Odin (/ˈdɪn/; from Old Norse: Óðinn) is a widely revered god in Norse mythology and Germanic paganism. Most surviving information on Odin comes from Norse mythology, but he figures prominently in the recorded history of Northern Europe. This includes the Roman Empire's partial occupation of Germania (c. 2 BCE), the Migration Period (4th–6th centuries CE) and the Viking Age (8th–11th centuries CE). Consequently, Odin has hundreds of names and titles. Several of these stem from the reconstructed Proto-Germanic theonym Wōðanaz, meaning "lord of frenzy" or "leader of the possessed", which may relate to the god's strong association with poetry.

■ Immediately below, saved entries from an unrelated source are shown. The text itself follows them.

//! Configuration management for mrss.
//!
//! Everything lives under `mrss/` in the platform config directory
//! (`~/.config/mrss` on Linux):
//! - `urls`: the subscription list, one feed URL per line (required)
//! - `config.toml`: colors and keybindings (optional, created with
//!   commented defaults on first run)

pub mod colors;
pub mod keybindings;

pub use colors::ColorConfig;
pub use keybindings::{KeybindingConfig, Keymap};

use serde::Deserialize;
use std::fs;
use std::path::{Path, PathBuf};

/// Name of the subscription list inside the config directory.
pub const URLS_FILE: &str = "urls";

/// Name of the settings file inside the config directory.
pub const SETTINGS_FILE: &str = "config.toml";

/// Main configuration struct.
#[derive(Debug, Clone, Default, Deserialize)]
#[serde(default)]
pub struct Config {
    pub colors: ColorConfig,
    pub keybindings: KeybindingConfig,
}

impl Config {
    /// Load `config.toml` from `dir`.
    ///
    /// If the file doesn't exist, a commented default is written and the
    /// defaults are returned. Missing fields use default values.
    pub fn load(dir: &Path) -> Result<Self, ConfigError> {
        let config_path = dir.join(SETTINGS_FILE);

        if !config_path.exists() {
            Self::create_default_config(&config_path)?;
            return Ok(Self::default());
        }

        let content = fs::read_to_string(&config_path).map_err(|e| ConfigError::Io {
            path: config_path.clone(),
            source: e,
        })?;

        toml::from_str(&content).map_err(|e| ConfigError::Parse {
            path: config_path,
            source: e,
        })
    }

    /// `mrss` inside the platform config directory.
    pub fn default_dir() -> Result<PathBuf, ConfigError> {
        let config_dir = dirs::config_dir().ok_or(ConfigError::NoConfigDir)?;
        Ok(config_dir.join("mrss"))
    }

    /// Path of the subscription list inside `dir`.
    pub fn urls_path(dir: &Path) -> PathBuf {
        dir.join(URLS_FILE)
    }

    fn create_default_config(path: &Path) -> Result<(), ConfigError> {
        fs::write(path, Self::default_config_content()).map_err(|e| ConfigError::Io {
            path: path.to_path_buf(),
            source: e,
        })
    }

    fn default_config_content() -> &'static str {
        r##"# mrss configuration
#
# Colors can be specified as:
# - Named colors: Black, Red, Green, Yellow, Blue, Magenta, Cyan, Gray,
#   DarkGray, LightRed, LightGreen, LightYellow, LightBlue, LightMagenta,
#   LightCyan, White, Reset
# - Hex colors: "#RRGGBB" or "#RGB"
#
# Keybindings can be specified as:
# - Single characters: "a", "A", "1"
# - Special keys: Enter, Tab, Backspace, Delete, Home, End,
#   PageUp, PageDown, Up, Down, Left, Right, Esc, Space, F1-F12
# - With modifiers: "Ctrl+c", "Shift+Tab", "Alt+Enter"

[colors]
# Text color; also the highlight bar color
foreground = "Black"
# Page color; also the highlighted text color
background = "White"

[keybindings]
exit = ["Ctrl+c"]
activate = ["Enter", "o"]
dismiss = ["Backspace", "q"]
move_down = ["Down", "j"]
move_up = ["Up", "k"]
page_down = ["PageDown", "Ctrl+f", "Space"]
page_up = ["PageUp", "Ctrl+b"]
goto_top = ["Home", "g"]
goto_bottom = ["End", "G"]
refresh = ["r"]
open_link = ["b"]
"##
    }
}

/// Configuration errors.
#[derive(Debug, thiserror::Error)]
pub enum ConfigError {
    #[error("Could not determine config directory")]
    NoConfigDir,

    #[error("Failed to read/write config file at {path}: {source}")]
    Io {
        path: PathBuf,
        source: std::io::Error,
    },

    #[error("Failed to parse config file at {path}: {source}")]
    Parse {
        path: PathBuf,
        source: toml::de::Error,
    },

    #[error("Line {line} of the url file is longer than {max} bytes")]
    LineTooLong { line: usize, max: usize },

    #[error("Line {line} of the url file is not valid UTF-8")]
    Encoding { line: usize },

    #[error("Invalid keybinding: {0}")]
    Keybinding(String),
}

Most mythological stories about Odin survive from the 13th-century Prose Edda and an earlier collection of Old Norse poems, the Poetic Edda, along with other Old Norse items like Ynglinga saga. The Prose Edda and other sources depict Odin as the head of the pantheon, sometimes called the Æsir, and bearing a spear and a ring. Wider sources depict Odin as the son of Bestla and Borr; brother to Vili and Vé; and husband to the goddess Frigg, with whom he fathered Baldr. Odin has many other sons, including Thor, whom he sired with the earth-goddess Jörð. He is sometimes accompanied by animal familiars, such as the ravens Huginn and Muninn and the wolves Geri and Freki. The Prose Edda describes Odin and his brothers' creation of the world through slaying the primordial being Ymir, and his giving of life to the first humans. Odin is often referred to as long-bearded, sometimes as an old man, and also as possessing only one eye, having sacrificed the other for wisdom.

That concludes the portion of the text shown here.